> **EXERCISE REQUIREMENTS**:
Only a number is wanted here. Tally the lines of the data that contain "Copy".
══ DATASET ENTRIES ══
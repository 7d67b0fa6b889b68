mod api;
mod app;
mod kpi_tracker;
mod legend;
mod mapbox;
mod markers;
mod province_map;
mod province_panel;
mod summary_bar;

use leptos::mount::mount_to;
use std::any::Any;
use std::cell::RefCell;
use wasm_bindgen::JsCast;

thread_local! {
    static APP_MOUNT_HANDLE: RefCell<Option<Box<dyn Any>>> = RefCell::new(None);
}

fn main() {
    console_error_panic_hook::set_once();
    let Some(window) = web_sys::window() else {
        return;
    };
    let Some(document) = window.document() else {
        return;
    };
    let mount_target = document
        .get_element_by_id("app")
        .and_then(|node| node.dyn_into::<web_sys::HtmlElement>().ok())
        .or_else(|| document.body());
    let Some(target) = mount_target else {
        return;
    };

    APP_MOUNT_HANDLE.with(move |slot| {
        // Drop a previous mount on re-entry so its effects stop touching the map binding.
        let _old = slot.borrow_mut().take();
        let handle = mount_to(target, app::App);
        *slot.borrow_mut() = Some(Box::new(handle));
    });
}
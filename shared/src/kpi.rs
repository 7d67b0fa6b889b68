use std::fmt;
use std::str::FromStr;

use crate::colors::Tone;

#[derive(Debug, Clone, Copy, PartialEq, Eq, Hash)]
pub enum KpiStatus {
    OnTrack,
    AtRisk,
    OffTrack,
}

impl KpiStatus {
    pub const ALL: [KpiStatus; 3] = [KpiStatus::OnTrack, KpiStatus::AtRisk, KpiStatus::OffTrack];

    pub fn key(self) -> &'static str {
        match self {
            Self::OnTrack => "on-track",
            Self::AtRisk => "at-risk",
            Self::OffTrack => "off-track",
        }
    }

    pub fn label(self) -> &'static str {
        match self {
            Self::OnTrack => "On Track",
            Self::AtRisk => "At Risk",
            Self::OffTrack => "Off Track",
        }
    }

    pub fn tone(self) -> Tone {
        match self {
            Self::OnTrack => Tone::Success,
            Self::AtRisk => Tone::Warning,
            Self::OffTrack => Tone::Danger,
        }
    }
}

#[derive(Debug, Clone, PartialEq, Eq)]
pub struct ParseKpiStatusError(String);

impl fmt::Display for ParseKpiStatusError {
    fn fmt(&self, f: &mut fmt::Formatter<'_>) -> fmt::Result {
        write!(f, "unknown KPI status: {:?}", self.0)
    }
}

impl std::error::Error for ParseKpiStatusError {}

impl FromStr for KpiStatus {
    type Err = ParseKpiStatusError;

    fn from_str(s: &str) -> Result<Self, Self::Err> {
        let normalized: String = s
            .trim()
            .chars()
            .map(|c| match c {
                '_' | ' ' => '-',
                c => c.to_ascii_lowercase(),
            })
            .collect();
        match normalized.as_str() {
            "on-track" => Ok(Self::OnTrack),
            "at-risk" => Ok(Self::AtRisk),
            "off-track" => Ok(Self::OffTrack),
            _ => Err(ParseKpiStatusError(s.to_string())),
        }
    }
}

/// Tone for a raw status label. Unknown labels render neutral instead of failing.
pub fn status_tone_for_label(label: &str) -> Tone {
    label
        .parse::<KpiStatus>()
        .map(KpiStatus::tone)
        .unwrap_or(Tone::Neutral)
}

#[derive(Debug, Clone, PartialEq)]
pub struct KpiRecord {
    pub id: &'static str,
    pub name: &'static str,
    pub category: &'static str,
    pub baseline: f64,
    pub current: f64,
    pub target: f64,
    /// `"%"`, `"index"`, or a free-form unit such as `"years"`.
    pub unit: &'static str,
    pub status: KpiStatus,
}

/// Progress from baseline toward target, clamped to `0..=100`.
///
/// Returns `None` when `target == baseline` (or any operand is non-finite),
/// since the ratio is undefined there.
pub fn progress_percent(kpi: &KpiRecord) -> Option<f64> {
    let range = kpi.target - kpi.baseline;
    if range == 0.0 || !range.is_finite() {
        return None;
    }
    let percent = (kpi.current - kpi.baseline) / range * 100.0;
    if !percent.is_finite() {
        return None;
    }
    Some(percent.clamp(0.0, 100.0))
}

/// Progress used for bars and labels; undefined progress shows as 0.
pub fn display_percent(kpi: &KpiRecord) -> f64 {
    progress_percent(kpi).unwrap_or(0.0)
}

/// Signed distance still to cover (negative for "reduce to" targets).
pub fn remaining_to_target(kpi: &KpiRecord) -> f64 {
    kpi.target - kpi.current
}

pub fn unit_suffix(unit: &str) -> String {
    if unit == "index" {
        String::new()
    } else if unit.contains('%') {
        "%".to_string()
    } else {
        format!(" {unit}")
    }
}

pub fn format_kpi_value(value: f64, unit: &str) -> String {
    format!("{value}{}", unit_suffix(unit))
}

/// Mean display percent over records with defined progress.
pub fn average_progress(kpis: &[KpiRecord]) -> Option<f64> {
    let defined: Vec<f64> = kpis.iter().filter_map(progress_percent).collect();
    if defined.is_empty() {
        return None;
    }
    Some(defined.iter().sum::<f64>() / defined.len() as f64)
}

#[derive(Debug, Clone, Copy, Default, PartialEq, Eq)]
pub struct StatusCounts {
    pub on_track: usize,
    pub at_risk: usize,
    pub off_track: usize,
}

impl StatusCounts {
    pub fn tally<'a>(kpis: impl IntoIterator<Item = &'a KpiRecord>) -> Self {
        let mut counts = Self::default();
        for kpi in kpis {
            match kpi.status {
                KpiStatus::OnTrack => counts.on_track += 1,
                KpiStatus::AtRisk => counts.at_risk += 1,
                KpiStatus::OffTrack => counts.off_track += 1,
            }
        }
        counts
    }

    pub fn get(&self, status: KpiStatus) -> usize {
        match status {
            KpiStatus::OnTrack => self.on_track,
            KpiStatus::AtRisk => self.at_risk,
            KpiStatus::OffTrack => self.off_track,
        }
    }

    pub fn total(&self) -> usize {
        self.on_track + self.at_risk + self.off_track
    }
}

#[cfg(test)]
mod tests {
    use super::*;
    use crate::dataset::Dataset;

    fn kpi(baseline: f64, current: f64, target: f64) -> KpiRecord {
        KpiRecord {
            id: "test",
            name: "Test",
            category: "Test",
            baseline,
            current,
            target,
            unit: "%",
            status: KpiStatus::OnTrack,
        }
    }

    #[test]
    fn midpoint_progress_is_fifty_percent() {
        assert_eq!(progress_percent(&kpi(10.0, 15.0, 20.0)), Some(50.0));
    }

    #[test]
    fn baseline_is_zero_and_target_is_hundred() {
        assert_eq!(progress_percent(&kpi(10.0, 10.0, 20.0)), Some(0.0));
        assert_eq!(progress_percent(&kpi(10.0, 20.0, 20.0)), Some(100.0));
        // decreasing targets ("reduce obesity to ...")
        assert_eq!(progress_percent(&kpi(35.0, 35.0, 25.0)), Some(0.0));
        assert_eq!(progress_percent(&kpi(35.0, 25.0, 25.0)), Some(100.0));
        assert_eq!(progress_percent(&kpi(35.0, 30.0, 25.0)), Some(50.0));
    }

    #[test]
    fn progress_is_clamped_to_percent_range() {
        let samples = [
            (10.0, -50.0, 20.0),
            (10.0, 500.0, 20.0),
            (20.0, 30.0, 10.0),
            (20.0, 0.0, 10.0),
            (0.0, 0.1, 1e-9),
            (-5.0, 3.0, 5.0),
        ];
        for (baseline, current, target) in samples {
            let percent = progress_percent(&kpi(baseline, current, target))
                .expect("non-degenerate range has progress");
            assert!(
                (0.0..=100.0).contains(&percent),
                "{baseline}/{current}/{target} gave {percent}"
            );
        }
    }

    #[test]
    fn zero_range_has_no_progress() {
        assert_eq!(progress_percent(&kpi(10.0, 12.0, 10.0)), None);
        assert_eq!(progress_percent(&kpi(10.0, 10.0, 10.0)), None);
        assert_eq!(display_percent(&kpi(10.0, 12.0, 10.0)), 0.0);
    }

    #[test]
    fn non_finite_operands_have_no_progress() {
        assert_eq!(progress_percent(&kpi(10.0, f64::NAN, 20.0)), None);
        assert_eq!(progress_percent(&kpi(f64::INFINITY, 1.0, 20.0)), None);
    }

    #[test]
    fn unit_suffix_rules() {
        assert_eq!(format_kpi_value(74.5, "years"), "74.5 years");
        assert_eq!(format_kpi_value(80.0, "%"), "80%");
        assert_eq!(format_kpi_value(12.5, "% of adults"), "12.5%");
        assert_eq!(format_kpi_value(62.0, "index"), "62");
    }

    #[test]
    fn status_parsing_is_lenient_about_separators() {
        assert_eq!("on-track".parse::<KpiStatus>(), Ok(KpiStatus::OnTrack));
        assert_eq!("AT_RISK".parse::<KpiStatus>(), Ok(KpiStatus::AtRisk));
        assert_eq!(" off track ".parse::<KpiStatus>(), Ok(KpiStatus::OffTrack));
        assert!("stalled".parse::<KpiStatus>().is_err());
    }

    #[test]
    fn unknown_status_label_is_neutral() {
        assert_eq!(status_tone_for_label("on-track"), Tone::Success);
        assert_eq!(status_tone_for_label("at-risk"), Tone::Warning);
        assert_eq!(status_tone_for_label("off-track"), Tone::Danger);
        assert_eq!(status_tone_for_label("paused"), Tone::Neutral);
    }

    #[test]
    fn status_counts_partition_builtin_kpis() {
        let kpis = Dataset::builtin().kpis();
        let counts = StatusCounts::tally(kpis);
        assert_eq!(counts.total(), kpis.len());
        for status in KpiStatus::ALL {
            let expected = kpis.iter().filter(|k| k.status == status).count();
            assert_eq!(counts.get(status), expected);
        }
    }

    #[test]
    fn average_progress_skips_undefined_records() {
        let kpis = [kpi(0.0, 5.0, 10.0), kpi(10.0, 12.0, 10.0), kpi(0.0, 10.0, 10.0)];
        assert_eq!(average_progress(&kpis), Some(75.0));
        assert_eq!(average_progress(&[]), None);
    }

    #[test]
    fn remaining_is_signed() {
        assert_eq!(remaining_to_target(&kpi(10.0, 15.0, 20.0)), 5.0);
        assert_eq!(remaining_to_target(&kpi(35.0, 30.0, 25.0)), -5.0);
    }
}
═══
> **OUTPUT**:
2